Check each line of the records below and collect those holding "RightWrist".

══ Records

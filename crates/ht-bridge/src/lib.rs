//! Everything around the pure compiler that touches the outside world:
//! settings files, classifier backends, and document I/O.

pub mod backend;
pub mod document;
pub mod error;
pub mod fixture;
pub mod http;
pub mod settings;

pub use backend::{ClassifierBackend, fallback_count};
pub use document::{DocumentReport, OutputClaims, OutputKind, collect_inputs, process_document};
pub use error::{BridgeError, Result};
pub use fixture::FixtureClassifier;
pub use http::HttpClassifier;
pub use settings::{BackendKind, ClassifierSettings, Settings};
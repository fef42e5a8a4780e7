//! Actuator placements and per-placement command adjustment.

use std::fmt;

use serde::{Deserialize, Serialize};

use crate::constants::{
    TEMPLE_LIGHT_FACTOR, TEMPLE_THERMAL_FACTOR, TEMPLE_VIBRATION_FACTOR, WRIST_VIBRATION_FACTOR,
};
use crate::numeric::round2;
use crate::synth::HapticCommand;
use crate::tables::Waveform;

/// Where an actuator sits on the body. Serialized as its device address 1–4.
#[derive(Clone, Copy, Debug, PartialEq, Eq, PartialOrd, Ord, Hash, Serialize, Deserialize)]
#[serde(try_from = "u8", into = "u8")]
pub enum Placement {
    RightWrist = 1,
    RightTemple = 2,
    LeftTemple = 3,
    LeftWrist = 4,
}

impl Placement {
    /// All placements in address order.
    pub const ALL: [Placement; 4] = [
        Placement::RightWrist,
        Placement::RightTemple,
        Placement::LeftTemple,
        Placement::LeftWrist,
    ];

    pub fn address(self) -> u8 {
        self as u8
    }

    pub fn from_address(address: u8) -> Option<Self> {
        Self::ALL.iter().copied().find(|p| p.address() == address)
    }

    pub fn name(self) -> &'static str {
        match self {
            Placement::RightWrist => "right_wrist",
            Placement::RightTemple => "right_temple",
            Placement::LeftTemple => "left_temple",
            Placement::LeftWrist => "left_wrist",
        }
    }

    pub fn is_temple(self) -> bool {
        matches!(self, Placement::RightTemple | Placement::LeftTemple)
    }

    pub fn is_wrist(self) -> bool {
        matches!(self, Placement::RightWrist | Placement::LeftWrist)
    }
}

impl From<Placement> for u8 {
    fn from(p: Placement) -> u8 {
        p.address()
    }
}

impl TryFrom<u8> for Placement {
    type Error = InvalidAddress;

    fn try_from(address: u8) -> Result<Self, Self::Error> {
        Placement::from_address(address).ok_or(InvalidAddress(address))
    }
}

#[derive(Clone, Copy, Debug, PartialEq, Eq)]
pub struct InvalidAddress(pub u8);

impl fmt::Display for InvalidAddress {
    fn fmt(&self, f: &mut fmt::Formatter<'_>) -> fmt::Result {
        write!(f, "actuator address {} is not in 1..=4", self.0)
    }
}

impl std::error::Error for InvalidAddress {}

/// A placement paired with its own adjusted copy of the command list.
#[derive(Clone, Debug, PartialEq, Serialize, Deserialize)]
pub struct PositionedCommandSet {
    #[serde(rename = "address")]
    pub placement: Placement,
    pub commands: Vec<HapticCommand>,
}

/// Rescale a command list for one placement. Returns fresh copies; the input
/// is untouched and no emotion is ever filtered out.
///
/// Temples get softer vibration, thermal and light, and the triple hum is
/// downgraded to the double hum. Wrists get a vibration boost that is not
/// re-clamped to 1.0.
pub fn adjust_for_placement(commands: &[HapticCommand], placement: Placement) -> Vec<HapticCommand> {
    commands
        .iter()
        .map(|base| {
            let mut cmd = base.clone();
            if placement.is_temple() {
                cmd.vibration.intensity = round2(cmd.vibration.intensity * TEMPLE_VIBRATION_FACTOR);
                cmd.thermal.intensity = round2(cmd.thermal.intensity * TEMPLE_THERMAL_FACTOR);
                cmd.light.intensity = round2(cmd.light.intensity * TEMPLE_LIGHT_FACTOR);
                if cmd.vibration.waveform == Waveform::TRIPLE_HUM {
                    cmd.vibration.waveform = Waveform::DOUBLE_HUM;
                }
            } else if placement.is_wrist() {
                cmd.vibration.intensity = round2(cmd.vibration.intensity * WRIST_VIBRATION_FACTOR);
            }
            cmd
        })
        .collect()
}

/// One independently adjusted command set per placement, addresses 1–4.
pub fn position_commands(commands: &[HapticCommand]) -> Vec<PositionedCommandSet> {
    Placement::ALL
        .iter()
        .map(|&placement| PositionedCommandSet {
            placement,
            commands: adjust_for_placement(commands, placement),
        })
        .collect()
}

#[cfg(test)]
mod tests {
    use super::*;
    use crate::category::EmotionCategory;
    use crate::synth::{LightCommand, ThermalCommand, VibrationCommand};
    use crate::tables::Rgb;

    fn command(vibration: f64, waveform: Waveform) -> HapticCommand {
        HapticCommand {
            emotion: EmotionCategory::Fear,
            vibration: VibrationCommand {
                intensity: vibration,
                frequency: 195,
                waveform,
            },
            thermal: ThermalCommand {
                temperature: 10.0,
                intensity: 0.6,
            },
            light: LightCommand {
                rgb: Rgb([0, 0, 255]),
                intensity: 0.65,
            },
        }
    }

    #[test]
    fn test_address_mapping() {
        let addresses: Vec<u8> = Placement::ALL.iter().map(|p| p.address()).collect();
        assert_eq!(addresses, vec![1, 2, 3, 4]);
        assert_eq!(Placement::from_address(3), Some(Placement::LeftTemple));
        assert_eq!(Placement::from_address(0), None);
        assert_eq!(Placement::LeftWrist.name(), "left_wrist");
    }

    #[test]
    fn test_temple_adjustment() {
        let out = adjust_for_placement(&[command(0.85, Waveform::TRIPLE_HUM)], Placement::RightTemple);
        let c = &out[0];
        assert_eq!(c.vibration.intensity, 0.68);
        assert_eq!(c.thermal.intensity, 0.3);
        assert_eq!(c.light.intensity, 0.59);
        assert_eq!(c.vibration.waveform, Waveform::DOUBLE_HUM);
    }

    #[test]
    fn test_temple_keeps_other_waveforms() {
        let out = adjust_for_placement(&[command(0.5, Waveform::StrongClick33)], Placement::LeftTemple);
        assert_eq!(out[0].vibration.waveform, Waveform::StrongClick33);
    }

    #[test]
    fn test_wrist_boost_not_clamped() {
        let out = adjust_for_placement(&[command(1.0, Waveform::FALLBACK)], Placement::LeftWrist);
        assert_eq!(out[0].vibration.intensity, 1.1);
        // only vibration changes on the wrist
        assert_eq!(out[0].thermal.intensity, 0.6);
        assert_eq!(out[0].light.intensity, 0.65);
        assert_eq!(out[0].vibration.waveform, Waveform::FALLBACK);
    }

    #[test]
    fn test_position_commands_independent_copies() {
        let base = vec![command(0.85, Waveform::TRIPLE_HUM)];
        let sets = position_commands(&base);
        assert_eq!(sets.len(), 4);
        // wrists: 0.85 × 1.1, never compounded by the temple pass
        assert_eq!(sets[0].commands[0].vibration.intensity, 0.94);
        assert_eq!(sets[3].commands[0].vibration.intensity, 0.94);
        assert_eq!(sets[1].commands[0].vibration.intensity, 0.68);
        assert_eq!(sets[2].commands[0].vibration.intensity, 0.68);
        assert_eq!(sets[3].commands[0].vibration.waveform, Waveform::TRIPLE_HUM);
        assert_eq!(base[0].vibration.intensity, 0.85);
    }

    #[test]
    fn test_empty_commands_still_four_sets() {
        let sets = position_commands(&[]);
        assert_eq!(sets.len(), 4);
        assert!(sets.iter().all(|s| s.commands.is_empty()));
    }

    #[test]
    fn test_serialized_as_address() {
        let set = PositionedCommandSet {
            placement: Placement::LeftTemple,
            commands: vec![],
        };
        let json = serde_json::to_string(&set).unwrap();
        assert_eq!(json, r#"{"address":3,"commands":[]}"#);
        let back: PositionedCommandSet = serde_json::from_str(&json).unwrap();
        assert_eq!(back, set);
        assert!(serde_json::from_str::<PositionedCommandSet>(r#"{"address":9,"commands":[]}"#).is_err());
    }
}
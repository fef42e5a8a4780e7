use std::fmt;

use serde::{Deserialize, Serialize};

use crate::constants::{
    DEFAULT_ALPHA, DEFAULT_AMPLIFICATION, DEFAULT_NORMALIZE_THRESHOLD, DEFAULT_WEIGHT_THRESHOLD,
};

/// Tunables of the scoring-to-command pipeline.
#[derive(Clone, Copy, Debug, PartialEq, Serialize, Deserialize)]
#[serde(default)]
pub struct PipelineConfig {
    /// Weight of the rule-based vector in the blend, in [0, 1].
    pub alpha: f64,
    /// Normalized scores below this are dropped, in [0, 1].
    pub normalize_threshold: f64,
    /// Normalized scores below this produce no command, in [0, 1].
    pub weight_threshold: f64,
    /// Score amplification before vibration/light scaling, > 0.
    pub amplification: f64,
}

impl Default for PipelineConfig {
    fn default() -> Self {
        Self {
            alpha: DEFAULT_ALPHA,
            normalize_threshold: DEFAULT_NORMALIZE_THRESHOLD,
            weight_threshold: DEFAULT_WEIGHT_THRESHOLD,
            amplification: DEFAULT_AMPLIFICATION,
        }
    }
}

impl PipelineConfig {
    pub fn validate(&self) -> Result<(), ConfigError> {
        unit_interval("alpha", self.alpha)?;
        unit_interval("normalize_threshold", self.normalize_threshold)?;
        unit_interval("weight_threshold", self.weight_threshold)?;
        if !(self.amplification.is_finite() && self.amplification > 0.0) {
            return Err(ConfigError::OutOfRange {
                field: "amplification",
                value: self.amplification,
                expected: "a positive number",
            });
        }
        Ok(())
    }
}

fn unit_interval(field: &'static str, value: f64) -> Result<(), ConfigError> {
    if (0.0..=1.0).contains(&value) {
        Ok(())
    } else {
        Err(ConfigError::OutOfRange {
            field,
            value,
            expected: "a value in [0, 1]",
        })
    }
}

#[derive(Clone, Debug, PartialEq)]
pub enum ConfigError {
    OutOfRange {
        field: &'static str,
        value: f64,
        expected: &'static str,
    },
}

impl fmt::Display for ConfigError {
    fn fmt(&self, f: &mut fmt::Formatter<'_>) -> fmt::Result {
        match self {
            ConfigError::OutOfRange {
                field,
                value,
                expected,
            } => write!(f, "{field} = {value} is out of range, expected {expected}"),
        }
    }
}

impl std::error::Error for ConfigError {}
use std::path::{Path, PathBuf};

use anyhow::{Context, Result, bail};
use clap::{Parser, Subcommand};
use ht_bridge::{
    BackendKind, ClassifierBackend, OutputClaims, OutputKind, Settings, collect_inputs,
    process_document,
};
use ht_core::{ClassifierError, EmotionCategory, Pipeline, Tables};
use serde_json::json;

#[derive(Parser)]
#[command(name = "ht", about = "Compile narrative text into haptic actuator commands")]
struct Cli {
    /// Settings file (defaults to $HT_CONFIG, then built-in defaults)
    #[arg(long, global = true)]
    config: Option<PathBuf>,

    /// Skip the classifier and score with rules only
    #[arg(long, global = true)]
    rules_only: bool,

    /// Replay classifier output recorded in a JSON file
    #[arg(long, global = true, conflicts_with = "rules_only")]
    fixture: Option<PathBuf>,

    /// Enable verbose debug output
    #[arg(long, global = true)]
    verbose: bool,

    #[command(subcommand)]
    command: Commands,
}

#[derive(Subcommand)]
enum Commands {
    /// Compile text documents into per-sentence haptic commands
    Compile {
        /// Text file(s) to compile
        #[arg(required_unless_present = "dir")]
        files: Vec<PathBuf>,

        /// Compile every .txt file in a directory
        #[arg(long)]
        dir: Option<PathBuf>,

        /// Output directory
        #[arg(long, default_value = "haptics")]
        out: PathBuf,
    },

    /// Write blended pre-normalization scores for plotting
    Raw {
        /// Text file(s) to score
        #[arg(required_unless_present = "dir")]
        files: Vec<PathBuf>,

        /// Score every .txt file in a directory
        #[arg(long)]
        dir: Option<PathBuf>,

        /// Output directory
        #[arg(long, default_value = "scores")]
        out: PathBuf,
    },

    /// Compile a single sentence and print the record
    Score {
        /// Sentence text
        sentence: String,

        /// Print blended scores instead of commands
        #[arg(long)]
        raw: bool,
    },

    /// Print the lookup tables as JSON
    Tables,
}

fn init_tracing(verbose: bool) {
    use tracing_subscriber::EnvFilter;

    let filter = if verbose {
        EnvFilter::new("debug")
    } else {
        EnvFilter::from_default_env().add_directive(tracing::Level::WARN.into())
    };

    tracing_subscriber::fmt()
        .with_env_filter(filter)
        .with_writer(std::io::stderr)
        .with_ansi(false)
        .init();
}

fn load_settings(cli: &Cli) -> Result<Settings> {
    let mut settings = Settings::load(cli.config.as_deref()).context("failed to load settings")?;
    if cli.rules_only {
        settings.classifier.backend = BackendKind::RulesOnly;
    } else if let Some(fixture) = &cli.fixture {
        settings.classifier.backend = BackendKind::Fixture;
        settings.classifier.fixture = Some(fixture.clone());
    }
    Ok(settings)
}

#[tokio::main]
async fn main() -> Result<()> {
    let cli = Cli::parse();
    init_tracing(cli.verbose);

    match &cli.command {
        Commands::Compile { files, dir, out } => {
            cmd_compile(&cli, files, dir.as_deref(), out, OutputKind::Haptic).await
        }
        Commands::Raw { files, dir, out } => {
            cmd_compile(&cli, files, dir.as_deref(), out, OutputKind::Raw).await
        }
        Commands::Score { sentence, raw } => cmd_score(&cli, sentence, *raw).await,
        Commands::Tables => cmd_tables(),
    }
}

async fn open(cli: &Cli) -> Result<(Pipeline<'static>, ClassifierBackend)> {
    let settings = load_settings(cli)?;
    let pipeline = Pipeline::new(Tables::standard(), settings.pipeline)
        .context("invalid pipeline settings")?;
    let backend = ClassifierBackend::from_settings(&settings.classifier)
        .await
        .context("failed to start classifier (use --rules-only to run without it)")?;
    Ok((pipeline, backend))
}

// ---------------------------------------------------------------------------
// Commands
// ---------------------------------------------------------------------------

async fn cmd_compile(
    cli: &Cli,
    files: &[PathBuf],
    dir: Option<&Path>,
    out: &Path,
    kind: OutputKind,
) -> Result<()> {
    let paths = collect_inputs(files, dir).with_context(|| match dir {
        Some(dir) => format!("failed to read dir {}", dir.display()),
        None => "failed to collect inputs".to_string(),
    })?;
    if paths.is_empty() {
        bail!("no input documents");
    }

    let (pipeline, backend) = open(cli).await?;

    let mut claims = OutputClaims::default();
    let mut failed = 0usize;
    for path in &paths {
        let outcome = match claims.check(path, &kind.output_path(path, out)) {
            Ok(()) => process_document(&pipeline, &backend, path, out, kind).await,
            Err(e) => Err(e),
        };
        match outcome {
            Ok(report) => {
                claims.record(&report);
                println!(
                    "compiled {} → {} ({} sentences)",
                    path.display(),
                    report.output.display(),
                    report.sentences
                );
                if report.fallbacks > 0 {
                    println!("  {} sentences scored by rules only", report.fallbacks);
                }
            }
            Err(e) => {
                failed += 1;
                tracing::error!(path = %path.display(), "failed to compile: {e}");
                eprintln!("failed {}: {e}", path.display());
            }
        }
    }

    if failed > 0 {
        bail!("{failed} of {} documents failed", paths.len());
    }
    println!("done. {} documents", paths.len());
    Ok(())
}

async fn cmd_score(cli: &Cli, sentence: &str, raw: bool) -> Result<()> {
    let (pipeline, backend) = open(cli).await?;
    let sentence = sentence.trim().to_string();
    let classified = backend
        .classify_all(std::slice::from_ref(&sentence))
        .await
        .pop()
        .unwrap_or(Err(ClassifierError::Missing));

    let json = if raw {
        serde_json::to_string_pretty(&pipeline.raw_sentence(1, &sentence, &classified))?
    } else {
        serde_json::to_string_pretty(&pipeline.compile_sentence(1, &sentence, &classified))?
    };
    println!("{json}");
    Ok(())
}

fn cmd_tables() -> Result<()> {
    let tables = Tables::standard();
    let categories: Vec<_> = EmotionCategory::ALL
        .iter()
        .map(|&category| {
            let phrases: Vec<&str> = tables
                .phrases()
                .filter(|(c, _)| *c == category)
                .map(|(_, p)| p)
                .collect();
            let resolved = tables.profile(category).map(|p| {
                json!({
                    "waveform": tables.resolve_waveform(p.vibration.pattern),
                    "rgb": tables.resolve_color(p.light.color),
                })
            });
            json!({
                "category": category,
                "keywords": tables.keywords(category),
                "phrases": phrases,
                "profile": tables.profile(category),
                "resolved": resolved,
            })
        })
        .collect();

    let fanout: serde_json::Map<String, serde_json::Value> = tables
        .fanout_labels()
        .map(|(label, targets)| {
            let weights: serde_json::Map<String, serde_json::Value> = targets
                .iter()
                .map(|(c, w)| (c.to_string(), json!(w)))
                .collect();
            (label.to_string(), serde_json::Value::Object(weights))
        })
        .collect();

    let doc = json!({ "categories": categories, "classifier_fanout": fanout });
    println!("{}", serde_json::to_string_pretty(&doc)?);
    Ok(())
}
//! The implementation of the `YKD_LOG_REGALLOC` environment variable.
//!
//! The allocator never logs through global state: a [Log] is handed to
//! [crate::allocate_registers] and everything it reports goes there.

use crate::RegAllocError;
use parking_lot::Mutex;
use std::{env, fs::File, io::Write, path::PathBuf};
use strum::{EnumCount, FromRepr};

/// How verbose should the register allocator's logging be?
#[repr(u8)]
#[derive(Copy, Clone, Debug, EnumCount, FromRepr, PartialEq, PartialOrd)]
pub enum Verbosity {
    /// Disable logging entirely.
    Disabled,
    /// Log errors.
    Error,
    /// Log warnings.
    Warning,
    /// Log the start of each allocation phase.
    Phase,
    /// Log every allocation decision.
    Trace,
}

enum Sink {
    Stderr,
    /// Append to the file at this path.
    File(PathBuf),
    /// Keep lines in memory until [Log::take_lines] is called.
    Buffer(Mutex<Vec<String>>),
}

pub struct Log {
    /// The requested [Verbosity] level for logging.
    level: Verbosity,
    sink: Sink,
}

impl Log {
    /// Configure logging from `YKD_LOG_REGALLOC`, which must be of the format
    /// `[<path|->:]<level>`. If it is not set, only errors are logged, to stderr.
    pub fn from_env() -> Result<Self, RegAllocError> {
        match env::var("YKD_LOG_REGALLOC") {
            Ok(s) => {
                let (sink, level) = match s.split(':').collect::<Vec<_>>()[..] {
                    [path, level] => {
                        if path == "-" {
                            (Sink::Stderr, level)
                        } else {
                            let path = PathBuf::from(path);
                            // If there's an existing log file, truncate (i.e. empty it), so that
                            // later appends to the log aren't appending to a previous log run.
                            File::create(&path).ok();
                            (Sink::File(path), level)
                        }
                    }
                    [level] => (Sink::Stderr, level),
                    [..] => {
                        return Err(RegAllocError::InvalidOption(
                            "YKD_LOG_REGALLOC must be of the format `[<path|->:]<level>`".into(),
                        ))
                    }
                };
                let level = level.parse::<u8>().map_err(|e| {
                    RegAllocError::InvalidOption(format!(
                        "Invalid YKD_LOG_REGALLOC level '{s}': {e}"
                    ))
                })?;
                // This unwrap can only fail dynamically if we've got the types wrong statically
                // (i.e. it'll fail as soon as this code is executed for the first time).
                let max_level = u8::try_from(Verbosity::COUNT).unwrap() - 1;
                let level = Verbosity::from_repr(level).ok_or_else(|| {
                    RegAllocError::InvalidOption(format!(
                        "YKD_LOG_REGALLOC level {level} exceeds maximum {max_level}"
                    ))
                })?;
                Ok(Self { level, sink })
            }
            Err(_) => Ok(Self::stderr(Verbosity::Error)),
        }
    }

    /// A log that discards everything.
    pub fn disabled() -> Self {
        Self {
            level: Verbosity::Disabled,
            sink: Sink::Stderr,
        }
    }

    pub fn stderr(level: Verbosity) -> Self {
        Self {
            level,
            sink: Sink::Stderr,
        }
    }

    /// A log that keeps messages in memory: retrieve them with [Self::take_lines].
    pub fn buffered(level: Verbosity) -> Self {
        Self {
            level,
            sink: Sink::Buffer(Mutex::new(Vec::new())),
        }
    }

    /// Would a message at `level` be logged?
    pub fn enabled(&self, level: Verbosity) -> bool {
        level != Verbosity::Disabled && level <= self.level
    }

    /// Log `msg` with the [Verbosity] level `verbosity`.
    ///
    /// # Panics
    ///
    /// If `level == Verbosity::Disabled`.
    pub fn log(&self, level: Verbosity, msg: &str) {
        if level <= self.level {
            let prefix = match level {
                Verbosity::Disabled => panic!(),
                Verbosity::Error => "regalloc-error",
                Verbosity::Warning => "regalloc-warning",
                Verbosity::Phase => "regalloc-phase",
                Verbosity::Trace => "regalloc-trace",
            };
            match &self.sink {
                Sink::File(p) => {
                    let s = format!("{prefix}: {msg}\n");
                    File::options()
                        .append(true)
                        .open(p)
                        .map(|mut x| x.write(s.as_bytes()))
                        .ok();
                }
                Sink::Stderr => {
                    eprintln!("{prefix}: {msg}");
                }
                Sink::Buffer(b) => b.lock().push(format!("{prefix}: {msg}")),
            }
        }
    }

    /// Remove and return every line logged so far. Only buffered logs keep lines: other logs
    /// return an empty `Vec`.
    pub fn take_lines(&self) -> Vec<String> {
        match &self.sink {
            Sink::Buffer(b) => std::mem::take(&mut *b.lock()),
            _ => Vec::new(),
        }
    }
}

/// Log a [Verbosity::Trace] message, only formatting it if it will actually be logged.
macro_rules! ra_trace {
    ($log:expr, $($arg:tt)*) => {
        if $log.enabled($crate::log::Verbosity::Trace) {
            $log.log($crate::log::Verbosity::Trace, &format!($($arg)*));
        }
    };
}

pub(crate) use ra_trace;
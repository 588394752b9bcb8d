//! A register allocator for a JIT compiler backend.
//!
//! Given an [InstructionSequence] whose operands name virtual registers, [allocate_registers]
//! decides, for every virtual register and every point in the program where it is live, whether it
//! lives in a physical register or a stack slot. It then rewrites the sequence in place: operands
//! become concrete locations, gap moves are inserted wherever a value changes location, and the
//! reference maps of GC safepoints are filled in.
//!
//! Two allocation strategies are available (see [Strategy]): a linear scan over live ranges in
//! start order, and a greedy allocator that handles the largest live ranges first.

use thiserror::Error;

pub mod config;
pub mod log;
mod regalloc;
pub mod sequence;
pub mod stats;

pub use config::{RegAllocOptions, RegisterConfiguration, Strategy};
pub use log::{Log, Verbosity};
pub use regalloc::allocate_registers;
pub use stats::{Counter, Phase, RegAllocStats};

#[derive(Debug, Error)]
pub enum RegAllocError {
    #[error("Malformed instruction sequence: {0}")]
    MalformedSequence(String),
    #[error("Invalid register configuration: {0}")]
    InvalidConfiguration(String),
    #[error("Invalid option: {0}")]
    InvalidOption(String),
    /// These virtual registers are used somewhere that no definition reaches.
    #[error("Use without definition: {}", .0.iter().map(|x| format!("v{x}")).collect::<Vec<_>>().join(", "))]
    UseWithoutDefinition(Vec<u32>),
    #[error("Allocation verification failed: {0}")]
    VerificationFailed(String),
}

════

(Result of this exercise)
    RightWrist = 1,
        Placement::RightWrist,
            Placement::RightWrist => "right_wrist",
        matches!(self, Placement::RightWrist | Placement::LeftWrist)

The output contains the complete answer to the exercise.